Development of electrically-conducting biohybrid materials based on electroactive bacteria and conjugated polymers: Review and perspectives

The application of conjugated polymers (CPs) in charge storage devices, biosensors, and microbial fuel cells increased their importance in the field of electronics. To reveal their full potential, CPs can be modified with the use of various doping ions, ionic liquids, as well as nano and biomaterials. Recently, immobilization of electroactive bacteria within CPs has emerged as a new route towards extending the applicability of CPs. The presence of extracellular polymeric substances, opposite charged components of a bacterial cell wall, c-cyto-chromes, pili, and electron shuttles has been shown to mediate the extracellular electron transfer making CPs-bacteria biohybrids effective in electrical conductivity and charge storage. The key role in the development of electrically-conducting biohybrid materials is played by the process of bacteria immobilization, which should allow for an effective electron transfer between CPs and electroactive bacteria.

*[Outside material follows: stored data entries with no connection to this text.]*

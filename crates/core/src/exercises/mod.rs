//! Step catalogs of the interactive exercises.

mod board_setup;
mod center_control;
mod piece_development;
mod piece_movement;
mod pin_practice;

pub use pin_practice::CreatesPin;

use crate::board::Color;
use crate::model::{ExerciseId, LessonId};
use crate::steps::{BoardMode, GuidedSequence, StepDefinition, StepError};

/// Side effects fired once when the last step is passed.
#[derive(Clone, Copy, Debug, Default, PartialEq, Eq)]
pub struct CompletionPlan {
    pub award: Option<&'static str>,
    pub complete_lesson: Option<LessonId>,
    pub report_exercise: bool,
}

#[derive(Clone, Copy, Debug, PartialEq, Eq)]
pub struct ExerciseInfo {
    pub id: ExerciseId,
    pub title: &'static str,
    pub summary: &'static str,
    pub mode: BoardMode,
    pub on_complete: CompletionPlan,
    /// Offered by the continue button of the completion panel.
    pub next: Option<ExerciseId>,
}

#[derive(Clone, Debug)]
pub struct Exercise {
    pub info: ExerciseInfo,
    pub steps: Vec<StepDefinition>,
}

impl Exercise {
    /// # Errors
    ///
    /// Returns `StepError` when the first step cannot be loaded.
    pub fn start(self) -> Result<GuidedSequence, StepError> {
        GuidedSequence::new(self.steps, self.info.mode)
    }
}

/// `None` for exercises the server lists but this client has no board for.
#[must_use]
pub fn exercise(id: ExerciseId) -> Option<Exercise> {
    let (info, steps) = match id {
        ExerciseId::PieceMovement => (
            ExerciseInfo {
                id,
                title: "Piece Movement",
                summary: "Learn how each chess piece moves on an open board.",
                mode: BoardMode::Sandbox,
                on_complete: CompletionPlan {
                    award: Some("piece_movement_mastery"),
                    ..CompletionPlan::default()
                },
                next: Some(ExerciseId::BoardSetup),
            },
            piece_movement::steps(),
        ),
        ExerciseId::BoardSetup => (
            ExerciseInfo {
                id,
                title: "Board Setup",
                summary: "Set up the chessboard from scratch.",
                mode: BoardMode::Setup,
                on_complete: CompletionPlan {
                    award: Some("board_setup"),
                    ..CompletionPlan::default()
                },
                next: None,
            },
            board_setup::steps(),
        ),
        ExerciseId::CenterControl => (
            ExerciseInfo {
                id,
                title: "Center Control",
                summary: "Claim the center with pawns and support it with pieces.",
                mode: BoardMode::Play {
                    solo: Some(Color::White),
                },
                on_complete: CompletionPlan {
                    award: Some("center_control"),
                    complete_lesson: Some(LessonId::new(2)),
                    report_exercise: false,
                },
                next: Some(ExerciseId::PieceDevelopment),
            },
            center_control::steps(),
        ),
        ExerciseId::PieceDevelopment => (
            ExerciseInfo {
                id,
                title: "Piece Development",
                summary: "Practice the opening principles move by move.",
                mode: BoardMode::Play { solo: None },
                on_complete: CompletionPlan {
                    report_exercise: true,
                    ..CompletionPlan::default()
                },
                next: None,
            },
            piece_development::steps(),
        ),
        ExerciseId::PinPractice => (
            ExerciseInfo {
                id,
                title: "Pin Practice",
                summary: "Recognise absolute and relative pins, then create your own.",
                mode: BoardMode::Play { solo: None },
                on_complete: CompletionPlan {
                    award: Some("first_pin"),
                    report_exercise: true,
                    ..CompletionPlan::default()
                },
                next: None,
            },
            pin_practice::steps(),
        ),
        ExerciseId::ForkPractice => return None,
    };
    Some(Exercise { info, steps })
}

#[cfg(test)]
mod tests {
    use super::*;
    use crate::achievement;
    use crate::board::{Piece, STANDARD_PLACEMENT, Square, parse_piece, parse_square};
    use crate::steps::{Advance, DropOutcome, Verification};

    fn start(id: ExerciseId) -> GuidedSequence {
        exercise(id).unwrap().start().unwrap()
    }

    fn place(seq: &mut GuidedSequence, square: &str, symbol: char) -> DropOutcome {
        let piece: Piece = parse_piece(symbol).unwrap();
        seq.place_piece(parse_square(square).unwrap(), piece)
    }

    #[test]
    fn every_catalog_loads_each_step() {
        for id in ExerciseId::ALL {
            let Some(exercise) = exercise(id) else {
                assert_eq!(id, ExerciseId::ForkPractice);
                continue;
            };
            let total = exercise.steps.len();
            let mut seq = exercise.start().unwrap();
            for index in 0..total {
                seq.go_to_step(index).unwrap();
            }
        }
    }

    #[test]
    fn awarded_ids_exist_in_the_achievement_catalog() {
        for id in ExerciseId::ALL {
            if let Some(award) = exercise(id).and_then(|e| e.info.on_complete.award) {
                assert!(achievement::find(award).is_some(), "{award}");
            }
        }
    }

    #[test]
    fn board_setup_end_to_end() {
        let mut seq = start(ExerciseId::BoardSetup);
        assert_eq!(seq.placement().notation(), "8/8/8/8/8/8/8/8");
        assert_eq!(seq.verify_current(), Verification::Completed { step: 0 });
        assert_eq!(seq.go_to_next().unwrap(), Advance::Moved(1));

        for file in ['a', 'b', 'c', 'd', 'e', 'f', 'g', 'h'] {
            place(&mut seq, &format!("{file}2"), 'P');
            place(&mut seq, &format!("{file}7"), 'p');
        }
        assert!(seq.next_enabled());
        assert_eq!(seq.go_to_next().unwrap(), Advance::Moved(2));

        let back_rank = ['R', 'N', 'B', 'Q', 'K', 'B', 'N', 'R'];
        for (file, symbol) in ['a', 'b', 'c', 'd', 'e', 'f', 'g', 'h'].into_iter().zip(back_rank) {
            place(&mut seq, &format!("{file}1"), symbol);
            place(&mut seq, &format!("{file}8"), symbol.to_ascii_lowercase());
        }
        assert!(seq.next_enabled());
        assert_eq!(seq.go_to_next().unwrap(), Advance::Moved(3));

        assert_eq!(seq.placement().notation(), STANDARD_PLACEMENT);
        assert_eq!(seq.verify_current(), Verification::Completed { step: 3 });
        assert_eq!(seq.go_to_next().unwrap(), Advance::Finished);
        assert_eq!(seq.progress().percent(), 100);
    }

    #[test]
    fn board_setup_final_check_fails_on_swapped_king_and_queen() {
        let mut seq = start(ExerciseId::BoardSetup);
        seq.go_to_step(3).unwrap();
        let back_rank = ['R', 'N', 'B', 'K', 'Q', 'B', 'N', 'R'];
        for (file, symbol) in ['a', 'b', 'c', 'd', 'e', 'f', 'g', 'h'].into_iter().zip(back_rank) {
            place(&mut seq, &format!("{file}1"), symbol);
            place(&mut seq, &format!("{file}8"), symbol.to_ascii_lowercase());
        }
        assert!(matches!(seq.verify_current(), Verification::Partial { .. }));
        assert!(!seq.next_enabled());
    }

    #[test]
    fn knight_development_completes_first_step() {
        for (from, to) in [(Square::G1, Square::F3), (Square::B1, Square::C3)] {
            let mut seq = start(ExerciseId::PieceDevelopment);
            let outcome = seq.drop_piece(from, to);
            assert!(matches!(
                outcome,
                DropOutcome::Accepted {
                    verification: Verification::Completed { step: 0 },
                    ..
                }
            ));
            assert!(seq.next_enabled());
        }
    }

    #[test]
    fn other_development_moves_are_taken_back() {
        let mut seq = start(ExerciseId::PieceDevelopment);
        let outcome = seq.drop_piece(Square::E2, Square::E4);
        assert!(matches!(outcome, DropOutcome::Undone { ref attempted } if attempted.san == "e4"));
        assert!(!seq.next_enabled());
        assert_eq!(seq.placement().notation(), STANDARD_PLACEMENT);
        assert!(seq.last_move().is_none());
    }

    #[test]
    fn castling_steps_accept_king_drag() {
        let mut seq = start(ExerciseId::PieceDevelopment);
        seq.go_to_step(3).unwrap();
        assert!(matches!(
            seq.drop_piece(Square::E1, Square::G1),
            DropOutcome::Accepted {
                verification: Verification::Completed { step: 3 },
                ..
            }
        ));
        seq.go_to_step(4).unwrap();
        assert!(matches!(
            seq.drop_piece(Square::E8, Square::G8),
            DropOutcome::Accepted {
                verification: Verification::Completed { step: 4 },
                ..
            }
        ));
    }

    #[test]
    fn center_control_plays_white_moves_in_a_row() {
        let mut seq = start(ExerciseId::CenterControl);
        assert_eq!(seq.verify_current(), Verification::Completed { step: 0 });
        seq.go_to_next().unwrap();
        seq.drop_piece(Square::D2, Square::D4);
        seq.drop_piece(Square::E2, Square::E4);
        assert!(seq.next_enabled());
        seq.go_to_next().unwrap();

        seq.drop_piece(Square::G1, Square::F3);
        seq.drop_piece(Square::B1, Square::C3);
        let last = seq.drop_piece(Square::F1, Square::D3);
        assert!(matches!(
            last,
            DropOutcome::Accepted {
                verification: Verification::Completed { step: 2 },
                ..
            }
        ));
    }

    #[test]
    fn pin_steps_accept_only_pinning_moves() {
        let mut seq = start(ExerciseId::PinPractice);
        seq.go_to_step(2).unwrap();
        assert!(matches!(
            seq.drop_piece(Square::G1, Square::F3),
            DropOutcome::Undone { .. }
        ));
        assert!(matches!(
            seq.drop_piece(Square::F1, Square::B5),
            DropOutcome::Accepted {
                verification: Verification::Completed { step: 2 },
                ..
            }
        ));

        seq.go_to_step(3).unwrap();
        assert!(matches!(
            seq.drop_piece(Square::G1, Square::F3),
            DropOutcome::Undone { .. }
        ));
        assert!(matches!(
            seq.drop_piece(Square::C1, Square::G5),
            DropOutcome::Accepted {
                verification: Verification::Completed { step: 3 },
                ..
            }
        ));
    }

    #[test]
    fn fork_practice_has_no_board() {
        assert!(exercise(ExerciseId::ForkPractice).is_none());
    }
}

Consequently, the surface of CPs and electroactive bacteria should be compatible with each other in terms of surface wettability, roughness, charge carriers, and delocalization of electrons. The aim of this review is to summarize recent attempts in the effective immobilization of the whole bacterial cells and their proteins on the surface or within CPs, particularly poly(3,4-ethylenedioxythiophene) and polypyrrole, to design novel type of electrically-conducting biohybrid materials with the potential applicability in organic electronics and bioelectronics.

Automated summary

The application of conjugated polymers in electronics, particularly in charge storage devices, biosensors, and microbial fuel cells, has been increasing. Recent studies have shown that immobilization of electroactive bacteria within conjugated polymers can enhance their electrical conductivity and charge storage. This review summarizes recent attempts to immobilize whole bacterial cells and their proteins on the surface or within conjugated polymers, such as poly(3,4-ethylenedioxythiophene) and polypyrrole, in order to design novel electrically-conducting biohybrid materials with potential applications in organic electronics and bioelectronics.